*** Records to use ***

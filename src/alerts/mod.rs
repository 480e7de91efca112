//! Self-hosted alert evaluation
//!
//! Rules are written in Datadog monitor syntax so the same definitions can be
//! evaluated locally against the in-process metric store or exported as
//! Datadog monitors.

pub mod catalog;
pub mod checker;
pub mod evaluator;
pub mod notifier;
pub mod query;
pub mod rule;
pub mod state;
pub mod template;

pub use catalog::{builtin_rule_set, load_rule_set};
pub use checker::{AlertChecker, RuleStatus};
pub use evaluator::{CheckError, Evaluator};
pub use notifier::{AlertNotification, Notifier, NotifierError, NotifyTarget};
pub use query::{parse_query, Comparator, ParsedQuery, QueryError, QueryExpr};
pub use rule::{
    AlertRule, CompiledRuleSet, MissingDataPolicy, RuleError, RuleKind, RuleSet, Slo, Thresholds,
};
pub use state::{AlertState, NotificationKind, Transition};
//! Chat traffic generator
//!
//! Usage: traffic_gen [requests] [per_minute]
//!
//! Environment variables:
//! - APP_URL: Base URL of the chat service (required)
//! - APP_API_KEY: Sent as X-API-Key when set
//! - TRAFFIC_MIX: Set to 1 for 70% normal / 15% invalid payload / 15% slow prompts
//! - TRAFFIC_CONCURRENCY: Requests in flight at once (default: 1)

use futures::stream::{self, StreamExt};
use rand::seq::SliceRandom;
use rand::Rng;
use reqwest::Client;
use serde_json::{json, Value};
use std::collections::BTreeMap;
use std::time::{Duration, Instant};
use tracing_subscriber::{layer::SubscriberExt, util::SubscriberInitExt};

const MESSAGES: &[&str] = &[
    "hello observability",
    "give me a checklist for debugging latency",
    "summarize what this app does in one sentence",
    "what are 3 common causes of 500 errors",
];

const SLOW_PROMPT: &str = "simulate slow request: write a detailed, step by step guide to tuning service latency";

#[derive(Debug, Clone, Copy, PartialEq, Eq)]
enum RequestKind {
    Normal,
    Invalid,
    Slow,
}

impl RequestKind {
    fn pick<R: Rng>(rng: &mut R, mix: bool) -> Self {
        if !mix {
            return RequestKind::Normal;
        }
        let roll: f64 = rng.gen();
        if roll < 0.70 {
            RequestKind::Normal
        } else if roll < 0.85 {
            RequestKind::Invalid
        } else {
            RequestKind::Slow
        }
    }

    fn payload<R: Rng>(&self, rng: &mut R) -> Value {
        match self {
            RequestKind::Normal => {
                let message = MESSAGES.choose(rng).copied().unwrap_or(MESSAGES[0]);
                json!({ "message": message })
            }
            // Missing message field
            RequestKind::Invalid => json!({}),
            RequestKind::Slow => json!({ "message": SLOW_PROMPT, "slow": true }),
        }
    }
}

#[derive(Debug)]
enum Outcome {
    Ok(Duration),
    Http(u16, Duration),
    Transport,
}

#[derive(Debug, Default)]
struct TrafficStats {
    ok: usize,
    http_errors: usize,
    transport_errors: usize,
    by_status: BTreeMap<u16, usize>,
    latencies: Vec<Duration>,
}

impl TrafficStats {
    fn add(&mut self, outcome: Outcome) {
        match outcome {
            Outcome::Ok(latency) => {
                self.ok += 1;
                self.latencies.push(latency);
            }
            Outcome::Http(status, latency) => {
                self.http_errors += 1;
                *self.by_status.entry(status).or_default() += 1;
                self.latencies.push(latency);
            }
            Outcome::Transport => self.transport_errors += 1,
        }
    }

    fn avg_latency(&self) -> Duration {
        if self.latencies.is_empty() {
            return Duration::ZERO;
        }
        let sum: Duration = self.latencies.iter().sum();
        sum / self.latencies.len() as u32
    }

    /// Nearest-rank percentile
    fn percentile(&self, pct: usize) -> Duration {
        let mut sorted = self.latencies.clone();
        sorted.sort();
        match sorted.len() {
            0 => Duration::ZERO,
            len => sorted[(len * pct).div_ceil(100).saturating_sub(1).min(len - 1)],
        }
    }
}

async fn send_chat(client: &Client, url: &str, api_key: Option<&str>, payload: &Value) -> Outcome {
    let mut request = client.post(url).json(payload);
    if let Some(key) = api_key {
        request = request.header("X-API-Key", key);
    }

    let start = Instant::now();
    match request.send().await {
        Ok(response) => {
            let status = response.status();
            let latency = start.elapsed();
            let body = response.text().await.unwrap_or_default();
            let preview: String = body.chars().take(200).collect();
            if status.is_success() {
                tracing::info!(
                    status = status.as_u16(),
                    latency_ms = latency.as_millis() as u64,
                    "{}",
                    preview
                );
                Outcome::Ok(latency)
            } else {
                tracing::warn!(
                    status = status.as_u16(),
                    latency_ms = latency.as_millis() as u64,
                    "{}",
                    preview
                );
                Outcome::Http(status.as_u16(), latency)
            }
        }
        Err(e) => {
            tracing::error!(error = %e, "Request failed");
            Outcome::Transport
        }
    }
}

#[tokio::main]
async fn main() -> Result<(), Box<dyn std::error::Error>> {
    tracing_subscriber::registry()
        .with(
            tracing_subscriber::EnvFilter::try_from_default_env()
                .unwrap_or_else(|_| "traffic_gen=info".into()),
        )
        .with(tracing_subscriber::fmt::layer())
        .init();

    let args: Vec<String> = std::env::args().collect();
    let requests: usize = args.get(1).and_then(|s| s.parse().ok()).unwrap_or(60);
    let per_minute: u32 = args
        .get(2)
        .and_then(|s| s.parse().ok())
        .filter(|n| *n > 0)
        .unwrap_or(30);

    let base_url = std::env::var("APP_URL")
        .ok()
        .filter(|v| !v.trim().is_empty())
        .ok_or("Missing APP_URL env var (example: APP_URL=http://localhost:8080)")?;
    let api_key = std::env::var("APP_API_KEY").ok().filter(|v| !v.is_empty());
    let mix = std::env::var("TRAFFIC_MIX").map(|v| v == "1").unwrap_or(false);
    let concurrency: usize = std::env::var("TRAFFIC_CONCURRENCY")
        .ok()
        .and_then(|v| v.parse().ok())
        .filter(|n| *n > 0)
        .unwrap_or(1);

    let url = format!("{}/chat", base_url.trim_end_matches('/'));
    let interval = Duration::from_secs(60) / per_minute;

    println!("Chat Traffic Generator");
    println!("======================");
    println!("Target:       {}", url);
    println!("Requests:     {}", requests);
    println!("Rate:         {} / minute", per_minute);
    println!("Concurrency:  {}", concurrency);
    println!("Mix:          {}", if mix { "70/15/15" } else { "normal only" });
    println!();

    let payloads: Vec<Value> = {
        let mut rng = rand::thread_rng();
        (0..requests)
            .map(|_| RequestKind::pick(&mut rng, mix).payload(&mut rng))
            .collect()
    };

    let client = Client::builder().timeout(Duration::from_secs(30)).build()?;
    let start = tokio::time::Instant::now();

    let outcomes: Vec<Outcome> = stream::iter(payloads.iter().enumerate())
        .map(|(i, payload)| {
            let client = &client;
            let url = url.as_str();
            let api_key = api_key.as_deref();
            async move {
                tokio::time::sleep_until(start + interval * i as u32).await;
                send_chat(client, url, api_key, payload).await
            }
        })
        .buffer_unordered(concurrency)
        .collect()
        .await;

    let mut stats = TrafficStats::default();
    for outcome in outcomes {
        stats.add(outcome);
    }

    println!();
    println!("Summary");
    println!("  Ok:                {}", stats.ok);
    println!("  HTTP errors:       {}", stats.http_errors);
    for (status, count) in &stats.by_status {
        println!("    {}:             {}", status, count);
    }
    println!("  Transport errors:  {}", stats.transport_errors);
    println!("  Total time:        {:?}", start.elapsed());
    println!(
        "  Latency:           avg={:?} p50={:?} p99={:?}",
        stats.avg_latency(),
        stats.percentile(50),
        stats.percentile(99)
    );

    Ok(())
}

*** End of Records to use ***

Search the records for the string "TrafficStats", and copy every line that holds it.

■ Expected output ■
struct TrafficStats {
impl TrafficStats {
    let mut stats = TrafficStats::default();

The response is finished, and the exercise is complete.